Cette entreprise, si sérieuse qu’elle apparaisse, se lit avec délectation grâce au ludique pastiche des traités scientifiques d’alors, grâce aussi à ce trouble qui nous fait chercher des allusions, décrypter attentivement cette prose dense et subtil. On cherche un rapport, on le trouve, on le perd, on oublie, on se laisse porter par l’histoire, par ces métamorphoses, on retrouve un lien à moins qu’on ne nous surprenne, on glisse d’une figure à une autre… La disparition de ces corps comme résidu devient même si totale que Shelley Jackson compare ce godemiché aux parties d’un homme, contre toute attente. Ce retour aux sources est tout aussi amusant, et naïf, lorsqu’on parle de ces soi-disant nuages qui laissent « tomber un liquide froid, sans goût, non-nutritif » : l’eau. Parfois cependant, le résidu nous semble étranger. La nouvelle « Nerf » ne m’a pas parlé. Je suis resté hermétique. Parce que je n’ai pas su voir ou parce que j’ai trop cherché à voir ? Je ne sais pas, je suis resté hermétique -- et la réside la réussite de l'auteur : avoir fait oublier la dépendance de ce résidu. Parfois il faut relire des passages afin de vérifier qu’on a bien lu, qu’on a le code. Il en va ainsi de la fin de « lait », véritable mode d’emploi masturbatoire, tout en délicatesse et en poésie. Puisque la poésie naît du trouble et des métaphores vives.

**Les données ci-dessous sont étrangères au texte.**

/*
 * Copyright 2010 ZXing authors
 *
 * Licensed under the Apache License, Version 2.0 (the "License");
 * you may not use this file except in compliance with the License.
 * You may obtain a copy of the License at
 *
 *      http://www.apache.org/licenses/LICENSE-2.0
 *
 * Unless required by applicable law or agreed to in writing, software
 * distributed under the License is distributed on an "AS IS" BASIS,
 * WITHOUT WARRANTIES OR CONDITIONS OF ANY KIND, either express or implied.
 * See the License for the specific language governing permissions and
 * limitations under the License.
 */

use crate::common::{Binarizer, Result};
use crate::decode_hints::dictionary_formats;
use crate::oned::codabar_reader::CodabarReader;
use crate::oned::code128_reader::Code128Reader;
use crate::oned::code39_reader::Code39Reader;
use crate::oned::code93_reader::Code93Reader;
use crate::oned::itf_reader::ItfReader;
use crate::oned::multi_format_upc_ean_reader::MultiFormatUpcEanReader;
use crate::reader::ImmutableReader;
use crate::{BarcodeFormat, BinaryBitmap, DecodingHintDictionary, Exceptions, RXingResult};

const UPC_EAN_FORMATS: &[BarcodeFormat] = &[BarcodeFormat::UpcA, BarcodeFormat::UpcE, BarcodeFormat::Ean13, BarcodeFormat::Ean8];

/// Composes every 1D format reader into the single `OneDReader`-shaped
/// scan the multi-format dispatcher invokes, selecting which formats to
/// try from the caller's `POSSIBLE_FORMATS` hint (or every format, absent
/// one) - mirroring the umbrella `MultiFormatReader` one level down.
#[derive(Debug)]
pub struct MultiFormatOneDReader {
    readers: Vec<Box<dyn ImmutableReader>>,
}

impl MultiFormatOneDReader {
    pub fn new(hints: &DecodingHintDictionary) -> Self {
        let mut readers: Vec<Box<dyn ImmutableReader>> = Vec::new();

        match dictionary_formats(hints) {
            Some(formats) if !formats.is_empty() => {
                if formats.iter().any(|f| UPC_EAN_FORMATS.contains(f)) {
                    readers.push(Box::new(MultiFormatUpcEanReader::new(hints)));
                }
                if formats.contains(&BarcodeFormat::Code39) {
                    readers.push(Box::new(Code39Reader::default()));
                }
                if formats.contains(&BarcodeFormat::Code93) {
                    readers.push(Box::new(Code93Reader));
                }
                if formats.contains(&BarcodeFormat::Code128) {
                    readers.push(Box::new(Code128Reader));
                }
                if formats.contains(&BarcodeFormat::Itf) {
                    readers.push(Box::new(ItfReader::default()));
                }
                if formats.contains(&BarcodeFormat::Codabar) {
                    readers.push(Box::new(CodabarReader));
                }
            }
            _ => {}
        }

        if readers.is_empty() {
            readers.push(Box::new(MultiFormatUpcEanReader::new(hints)));
            readers.push(Box::new(Code39Reader::default()));
            readers.push(Box::new(CodabarReader));
            readers.push(Box::new(Code93Reader));
            readers.push(Box::new(Code128Reader));
            readers.push(Box::new(ItfReader::default()));
        }

        Self { readers }
    }
}

impl ImmutableReader for MultiFormatOneDReader {
    fn decode_with_hints(&self, image: &BinaryBitmap<dyn Binarizer>, hints: &DecodingHintDictionary) -> Result<RXingResult> {
        for reader in &self.readers {
            if let Ok(result) = reader.decode_with_hints(image, hints) {
                return Ok(result);
            }
        }
        Err(Exceptions::not_found_with("no 1D barcode format matched"))
    }
}
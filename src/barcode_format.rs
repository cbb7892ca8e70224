/*
 * Copyright 2007 ZXing authors
 *
 * Licensed under the Apache License, Version 2.0 (the "License");
 * you may not use this file except in compliance with the License.
 * You may obtain a copy of the License at
 *
 *      http://www.apache.org/licenses/LICENSE-2.0
 *
 * Unless required by applicable law or agreed to in writing, software
 * distributed under the License is distributed on an "AS IS" BASIS,
 * WITHOUT WARRANTIES OR CONDITIONS OF ANY KIND, either express or implied.
 * See the License for the specific language governing permissions and
 * limitations under the License.
 */

/// Enumerates every barcode format the library and its `DecodeHints`
/// recognize. A format listed here need not have a working `Reader`
/// registered in `MultiFormatReader`'s default chain - `MaxiCode`, `Rss14`,
/// `RssExpanded` and `UpcEanExtension` are recognized as formats but have
/// no decoder in this crate.
#[derive(Debug, Clone, Copy, PartialEq, Eq, Hash, PartialOrd, Ord)]
#[non_exhaustive]
pub enum BarcodeFormat {
    UpcA,
    UpcE,
    Ean8,
    Ean13,
    Code39,
    Code93,
    Code128,
    Itf,
    Codabar,
    Rss14,
    RssExpanded,
    QrCode,
    DataMatrix,
    Aztec,
    Pdf417,
    MaxiCode,
    UpcEanExtension,
}

impl BarcodeFormat {
    pub fn as_str(&self) -> &'static str {
        match self {
            Self::UpcA => "UPC_A",
            Self::UpcE => "UPC_E",
            Self::Ean8 => "EAN_8",
            Self::Ean13 => "EAN_13",
            Self::Code39 => "CODE_39",
            Self::Code93 => "CODE_93",
            Self::Code128 => "CODE_128",
            Self::Itf => "ITF",
            Self::Codabar => "CODABAR",
            Self::Rss14 => "RSS_14",
            Self::RssExpanded => "RSS_EXPANDED",
            Self::QrCode => "QR_CODE",
            Self::DataMatrix => "DATA_MATRIX",
            Self::Aztec => "AZTEC",
            Self::Pdf417 => "PDF_417",
            Self::MaxiCode => "MAXICODE",
            Self::UpcEanExtension => "UPC_EAN_EXTENSION",
        }
    }

    pub const ONE_D_FORMATS: &'static [BarcodeFormat] = &[
        Self::UpcA,
        Self::UpcE,
        Self::Ean8,
        Self::Ean13,
        Self::Code39,
        Self::Code93,
        Self::Code128,
        Self::Itf,
        Self::Codabar,
        Self::Rss14,
        Self::RssExpanded,
    ];
}

impl std::fmt::Display for BarcodeFormat {
    fn fmt(&self, f: &mut std::fmt::Formatter<'_>) -> std::fmt::Result {
        write!(f, "{}", self.as_str())
    }
}
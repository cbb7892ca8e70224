/*
 * Copyright 2009 ZXing authors
 *
 * Licensed under the Apache License, Version 2.0 (the "License");
 * you may not use this file except in compliance with the License.
 * You may obtain a copy of the License at
 *
 *      http://www.apache.org/licenses/LICENSE-2.0
 *
 * Unless required by applicable law or agreed to in writing, software
 * distributed under the License is distributed on an "AS IS" BASIS,
 * WITHOUT WARRANTIES OR CONDITIONS OF ANY KIND, either express or implied.
 * See the License for the specific language governing permissions and
 * limitations under the License.
 */

use crate::common::Result;
use crate::Exceptions;

const TEXT_COMPACTION_MODE_LATCH: i32 = 900;
const BYTE_COMPACTION_MODE_LATCH: i32 = 901;
const NUMERIC_COMPACTION_MODE_LATCH: i32 = 902;
const BYTE_COMPACTION_MODE_LATCH_6: i32 = 924;
const ECI_USER_DEFINED: i32 = 925;
const ECI_GENERAL_PURPOSE: i32 = 926;
const ECI_CHARSET: i32 = 927;
const BEGIN_MACRO_PDF417_CONTROL_BLOCK: i32 = 928;
const BEGIN_MACRO_PDF417_OPTIONAL_FIELD: i32 = 923;
const MACRO_PDF417_TERMINATOR: i32 = 922;

const MIXED_CHARS: [char; 25] = [
    '0', '1', '2', '3', '4', '5', '6', '7', '8', '9', '&', '\r', '\t', ',', ':', '#', '-', '.', '$', '/', '+', '%', '*', '=', '^',
];

const PUNCT_CHARS: [char; 29] = [
    ';', '<', '>', '@', '[', '\\', ']', '_', '`', '~', '!', '\r', '\t', ',', ':', '\n', '-', '.', '$', '/', '"', '|', '*', '(', ')', '?', '{', '}',
    '\'',
];

#[derive(Clone, Copy, PartialEq)]
enum TextSubMode {
    Alpha,
    Lower,
    Mixed,
    Punct,
}

/// Decodes the data-codeword stream of a PDF417 symbol (the symbol
/// length descriptor already stripped off by the caller) into text,
/// dispatching between Text/Byte/Numeric compaction the way the
/// reference decoder's own mode-switch loop does. ECI and Macro PDF417
/// control codewords are recognised and consumed but not surfaced,
/// matching this crate's choice elsewhere not to wire ECI into actual
/// charset switching.
pub fn decode(codewords: &[i32]) -> Result<String> {
    let mut result = String::new();
    let mut index = 0usize;
    let mut mode = TEXT_COMPACTION_MODE_LATCH;

    while index < codewords.len() {
        let codeword = codewords[index];
        match codeword {
            TEXT_COMPACTION_MODE_LATCH | BYTE_COMPACTION_MODE_LATCH | BYTE_COMPACTION_MODE_LATCH_6 | NUMERIC_COMPACTION_MODE_LATCH => {
                mode = codeword;
                index += 1;
            }
            ECI_CHARSET | ECI_GENERAL_PURPOSE => {
                index += 2;
            }
            ECI_USER_DEFINED => {
                index += 1;
            }
            BEGIN_MACRO_PDF417_CONTROL_BLOCK | BEGIN_MACRO_PDF417_OPTIONAL_FIELD | MACRO_PDF417_TERMINATOR => {
                index += 1;
            }
            _ => {
                index = match mode {
                    BYTE_COMPACTION_MODE_LATCH | BYTE_COMPACTION_MODE_LATCH_6 => decode_byte_compaction(codewords, index, &mut result),
                    NUMERIC_COMPACTION_MODE_LATCH => decode_numeric_compaction(codewords, index, &mut result),
                    _ => decode_text_compaction(codewords, index, &mut result),
                };
            }
        }
    }

    if result.is_empty() {
        return Err(Exceptions::format_with("PDF417 codeword stream decoded to no text"));
    }
    Ok(result)
}

/// Unpacks each codeword below 900 into two base-30 sub-values and
/// walks the Alpha/Lower/Mixed/Punct sub-mode state machine, stopping
/// at the first codeword that is a mode-switch latch.
fn decode_text_compaction(codewords: &[i32], start: usize, result: &mut String) -> usize {
    let mut sub_mode = TextSubMode::Alpha;
    let mut shift_punct = false;
    let mut shift_alpha = false;
    let mut index = start;

    while index < codewords.len() && codewords[index] < 900 {
        let pair = codewords[index];
        let values = [pair / 30, pair % 30];
        for &value in &values {
            let effective = if shift_punct {
                shift_punct = false;
                TextSubMode::Punct
            } else if shift_alpha {
                shift_alpha = false;
                TextSubMode::Alpha
            } else {
                sub_mode
            };

            match effective {
                TextSubMode::Alpha => match value {
                    0..=25 => result.push((b'A' + value as u8) as char),
                    26 => result.push(' '),
                    27 => sub_mode = TextSubMode::Lower,
                    28 => sub_mode = TextSubMode::Mixed,
                    29 => shift_punct = true,
                    _ => {}
                },
                TextSubMode::Lower => match value {
                    0..=25 => result.push((b'a' + value as u8) as char),
                    26 => result.push(' '),
                    27 => shift_alpha = true,
                    28 => sub_mode = TextSubMode::Mixed,
                    29 => shift_punct = true,
                    _ => {}
                },
                TextSubMode::Mixed => match value {
                    0..=24 => result.push(MIXED_CHARS[value as usize]),
                    25 => sub_mode = TextSubMode::Punct,
                    26 => sub_mode = TextSubMode::Lower,
                    27 => sub_mode = TextSubMode::Alpha,
                    29 => shift_punct = true,
                    _ => {}
                },
                TextSubMode::Punct => {
                    if (0..29).contains(&value) {
                        result.push(PUNCT_CHARS[value as usize]);
                    } else {
                        sub_mode = TextSubMode::Alpha;
                    }
                }
            }
        }
        index += 1;
    }

    index
}

/// Groups codewords below 900 into fives, each unpacked as a base-900
/// big-endian value split into 6 bytes; a trailing partial group (fewer
/// than 5 codewords left before the next mode switch) is read as literal
/// single bytes instead.
fn decode_byte_compaction(codewords: &[i32], start: usize, result: &mut String) -> usize {
    let mut index = start;
    let mut bytes = Vec::new();

    while index < codewords.len() && codewords[index] < 900 {
        let remaining = codewords.len() - index;
        if remaining >= 5 {
            let mut value: u64 = 0;
            for offset in 0..5 {
                value = value * 900 + codewords[index + offset] as u64;
            }
            let mut group = [0u8; 6];
            for slot in group.iter_mut().rev() {
                *slot = (value & 0xFF) as u8;
                value >>= 8;
            }
            bytes.extend_from_slice(&group);
            index += 5;
        } else {
            bytes.push(codewords[index] as u8);
            index += 1;
        }
    }

    result.push_str(&guess_charset(&bytes));
    index
}

/// Consumes the entire contiguous run of codewords below 900 as one
/// base-900 big number, converting digit-by-digit into decimal via
/// manual carry propagation (no bignum dependency is in the crate's
/// stack), then strips the synthetic leading `1` digit the format uses
/// to preserve leading zeros.
fn decode_numeric_compaction(codewords: &[i32], start: usize, result: &mut String) -> usize {
    let mut index = start;
    let mut decimal_digits: Vec<u8> = vec![0];

    while index < codewords.len() && codewords[index] < 900 {
        let mut carry = codewords[index] as u32;
        for digit in decimal_digits.iter_mut() {
            let total = *digit as u32 * 900 + carry;
            *digit = (total % 10) as u8;
            carry = total / 10;
        }
        while carry > 0 {
            decimal_digits.push((carry % 10) as u8);
            carry /= 10;
        }
        index += 1;
    }

    let digits: String = decimal_digits.iter().rev().map(|&d| (b'0' + d) as char).collect();
    let trimmed = digits.strip_prefix('1').unwrap_or(&digits);
    result.push_str(trimmed);
    index
}

/// Falls back to Latin-1 when the byte run isn't valid UTF-8, the same
/// permissive decoding the other symbol decoders use for raw byte runs.
fn guess_charset(bytes: &[u8]) -> String {
    match std::str::from_utf8(bytes) {
        Ok(text) => text.to_owned(),
        Err(_) => bytes.iter().map(|&b| b as char).collect(),
    }
}

#[cfg(test)]
mod tests {
    use super::*;

    #[test]
    fn decodes_plain_alpha_text() {
        // "AB" -> alpha values 0, 1 packed as one base-30 pair.
        let codewords = [0 * 30 + 1];
        let mut result = String::new();
        decode_text_compaction(&codewords, 0, &mut result);
        assert_eq!(result, "AB");
    }

    #[test]
    fn decodes_numeric_compaction_preserving_leading_zero() {
        // Encode "007" the way the format does: prefix with a 1, base-900 digits.
        let mut value: u64 = 1;
        for ch in "007".chars() {
            value = value * 10 + ch.to_digit(10).unwrap() as u64;
        }
        let mut digits = Vec::new();
        let mut v = value;
        if v == 0 {
            digits.push(0);
        }
        while v > 0 {
            digits.push((v % 900) as i32);
            v /= 900;
        }
        digits.reverse();

        let mut result = String::new();
        decode_numeric_compaction(&digits, 0, &mut result);
        assert_eq!(result, "007");
    }

    #[test]
    fn byte_compaction_round_trips_a_five_byte_group() {
        let bytes: [u8; 6] = [1, 2, 3, 4, 5, 6];
        let mut value: u64 = 0;
        for &b in &bytes {
            value = (value << 8) | b as u64;
        }
        let mut codewords = [0i32; 5];
        for slot in codewords.iter_mut().rev() {
            *slot = (value % 900) as i32;
            value /= 900;
        }

        let mut result = String::new();
        decode_byte_compaction(&codewords, 0, &mut result);
        assert_eq!(result.as_bytes(), &bytes);
    }
}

A côté de ces pseudos essais scientifiques se déploient de véritables narrations, de véritables drames, où la fantaisie se mêle au fantastique : il en va ainsi de l’œuf qui croît, de la structure cancéreuse qui s’installe à demeure dans une maison, du fœtus qui flotte dans le ciel, comme un extra-terrestre, de cette graisse qui tombe qu’il convient de racler dans les maisons, les palaces ou les taudis… Au terrible cancer répond le cruel abandon de la femme obèse, au mal être d’Imogen, qui porte son œuf et attire à sa suite, comme le joueur de flûte de Hamelin, une « étrange cohorte », répond la triste vie, non dénuée de lumière saphique, de la « pêcheuse de sang » qui nettoie les dessous sanglants de Londres…
Ces « résidus », ces excroissances, ces substitutions de nos corps, ne sont aucunement glauques ou sordides. La Mélancolie de l’Anatomie est d’une grande inventivité, d’une grande virtuosité langagière et il joue magnifiquement bien de l’ambiguïté de notre corps : Il ne nous appartient pas.
"Le cancer a grandi à une vitesse invraisemblable. Au début, je l’ai regardé avec curiosité, presque avec affection. Près du centre, il s’est ballonné et est devenu aussi solide que de la viande. Les branches se sont divisées encore et encore. C’était une étoile de mer aux bras fourchus, un flocon de neige animal.
Je n’en ai parlé à personne. Un jour, la voisine est venue me demander de maîtriser mes haies. C’était une femme nerveuse dont le visage était trop vieux pour sa chevelure. Sa fille l’accompagnait, cette petite créature blonde avec qui j’avais essayé de me lier d’amitié. L’enfant ne me prêtait aucune attention mais gardait le regard fixé dans la direction du salon. J’ai intercepté son regard par instinct, pas du fait d’une crainte que j’aurais pu nommer."